Data records:
-- Opening Marker --

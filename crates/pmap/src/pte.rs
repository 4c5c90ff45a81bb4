//! Hashed page table entry format.
//!
//! Each entry is two 32-bit words. The high word identifies the translation and is the one
//! the MMU checks for validity; the low word carries the real page number, the
//! reference/change bits the MMU sets, the storage attributes and the page protection.
//!
//! ```text
//!  hi: | V |           VSID (24)            | H |  API (6)  |
//!       31  30                             7  6   5        0
//!  lo: |        RPN (20)        | 000 | R | C | W I M G | 0 | PP |
//!       31                    12        8   7   6     3       1  0
//! ```

use core::fmt;

use crate::{PhysicalAddress, VirtualAddress, Vsid};

pub(crate) const PTE_VALID: u32 = 0x8000_0000;
pub(crate) const PTE_VSID_SHIFT: u32 = 7;
pub(crate) const PTE_VSID: u32 = 0x7fff_ff80;
pub(crate) const PTE_HID: u32 = 0x0000_0040;
pub(crate) const PTE_API: u32 = 0x0000_003f;

pub(crate) const PTE_RPGN: u32 = 0xffff_f000;
pub(crate) const PTE_REF: u32 = 0x0000_0100;
pub(crate) const PTE_CHG: u32 = 0x0000_0080;
pub(crate) const PTE_I: u32 = 0x0000_0020;
pub(crate) const PTE_M: u32 = 0x0000_0010;
pub(crate) const PTE_G: u32 = 0x0000_0008;
pub(crate) const PTE_PP: u32 = 0x0000_0003;

/// Supervisor read/write, user read/write.
pub(crate) const PTE_BW: u32 = 0x0000_0002;
/// Read-only for everyone.
pub(crate) const PTE_BR: u32 = 0x0000_0003;

/// A reference/change bit the MMU sets in an entry's low word.
#[derive(Debug, Clone, Copy, PartialEq, Eq)]
pub enum PteBit {
    /// The page has been accessed.
    Reference,
    /// The page has been written.
    Change,
}

impl PteBit {
    /// The bit's mask in the low word.
    pub const fn mask(self) -> u32 {
        match self {
            Self::Reference => PTE_REF,
            Self::Change => PTE_CHG,
        }
    }
}

/// A hashed page table entry, or the mapping object's copy of one.
#[derive(Clone, Copy, PartialEq, Eq, Default)]
#[repr(C)]
pub struct Pte {
    pub(crate) hi: u32,
    pub(crate) lo: u32,
}

impl Pte {
    /// Builds an invalid entry translating `va` in segment `vsid` to `pa`, with the given
    /// storage-attribute and protection bits in the low word.
    pub fn new(vsid: Vsid, va: VirtualAddress, pa: PhysicalAddress, lo_bits: u32) -> Self {
        Self {
            hi: (vsid.as_u32() << PTE_VSID_SHIFT) | va.api(),
            lo: (pa.as_usize() as u32 & PTE_RPGN) | (lo_bits & !PTE_RPGN),
        }
    }

    #[inline]
    pub const fn hi(&self) -> u32 {
        self.hi
    }

    #[inline]
    pub const fn lo(&self) -> u32 {
        self.lo
    }

    #[inline]
    pub const fn is_valid(&self) -> bool {
        self.hi & PTE_VALID != 0
    }

    /// Returns true if the entry was placed using the secondary hash.
    #[inline]
    pub const fn is_secondary(&self) -> bool {
        self.hi & PTE_HID != 0
    }

    pub(crate) fn set_valid(&mut self) {
        self.hi |= PTE_VALID;
    }

    pub(crate) fn clear_valid(&mut self) {
        self.hi &= !PTE_VALID;
    }

    pub(crate) fn set_secondary(&mut self, secondary: bool) {
        if secondary {
            self.hi |= PTE_HID;
        } else {
            self.hi &= !PTE_HID;
        }
    }

    /// The segment identifier this entry belongs to.
    #[inline]
    pub const fn vsid(&self) -> Vsid {
        Vsid::new((self.hi & PTE_VSID) >> PTE_VSID_SHIFT)
    }

    /// The physical page this entry translates to.
    #[inline]
    pub fn physical_address(&self) -> PhysicalAddress {
        PhysicalAddress::new((self.lo & PTE_RPGN) as usize)
    }

    /// Returns true if this entry translates `va` in segment `vsid`, ignoring validity and
    /// the hash position.
    pub fn translates(&self, vsid: Vsid, va: VirtualAddress) -> bool {
        self.vsid() == vsid && self.hi & PTE_API == va.api()
    }

    #[inline]
    pub const fn protection_bits(&self) -> u32 {
        self.lo & PTE_PP
    }

    #[inline]
    pub const fn is_writable(&self) -> bool {
        self.lo & PTE_PP == PTE_BW
    }

    pub(crate) fn set_read_only(&mut self) {
        self.lo = (self.lo & !PTE_PP) | PTE_BR;
    }

    /// Returns true if the page is mapped cache-inhibited.
    #[inline]
    pub const fn is_cache_inhibited(&self) -> bool {
        self.lo & PTE_I != 0
    }

    #[inline]
    pub const fn has(&self, bit: PteBit) -> bool {
        self.lo & bit.mask() != 0
    }

    pub(crate) fn clear_bits(&mut self, bits: u32) {
        self.lo &= !bits;
    }

    /// Copies the reference/change bits the MMU has set in `hardware` into this entry.
    pub(crate) fn harvest(&mut self, hardware: &Pte) {
        self.lo |= hardware.lo & (PTE_REF | PTE_CHG);
    }

    /// Returns true if `hardware` holds this translation, allowing only the
    /// reference/change bits to differ.
    pub(crate) fn matches_hardware(&self, hardware: &Pte) -> bool {
        self.hi == hardware.hi && (self.lo ^ hardware.lo) & !(PTE_REF | PTE_CHG) == 0
    }
}

impl fmt::Debug for Pte {
    fn fmt(&self, f: &mut fmt::Formatter<'_>) -> fmt::Result {
        write!(
            f,
            "Pte({:#010x} {:#010x} {}{}{}{}{}{} pp={})",
            self.hi,
            self.lo,
            if self.is_valid() { 'V' } else { '-' },
            if self.is_secondary() { 'H' } else { '-' },
            if self.lo & PTE_REF != 0 { 'R' } else { '-' },
            if self.lo & PTE_CHG != 0 { 'C' } else { '-' },
            if self.lo & PTE_I != 0 { 'I' } else { '-' },
            if self.lo & PTE_G != 0 { 'G' } else { '-' },
            self.lo & PTE_PP,
        )
    }
}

-- Closing Marker --

WORK TO BE COMPLETED:
Output, exactly and in full, the lines from the start of the entries above through the line that contains "pub(crate) const PTE_VSID_SHIFT: u32 = 7;".

ANSWER TO THE EXERCISE:
filename crates/pmap/src/pte.rs
repository 4c5c90ff45a81bb4
//! Hashed page table entry format.
//!
//! Each entry is two 32-bit words. The high word identifies the translation and is the one
//! the MMU checks for validity; the low word carries the real page number, the
//! reference/change bits the MMU sets, the storage attributes and the page protection.
//!
//! ```text
//!  hi: | V |           VSID (24)            | H |  API (6)  |
//!       31  30                             7  6   5        0
//!  lo: |        RPN (20)        | 000 | R | C | W I M G | 0 | PP |
//!       31                    12        8   7   6     3       1  0
//! ```

use core::fmt;

use crate::{PhysicalAddress, VirtualAddress, Vsid};

pub(crate) const PTE_VALID: u32 = 0x8000_0000;
pub(crate) const PTE_VSID_SHIFT: u32 = 7;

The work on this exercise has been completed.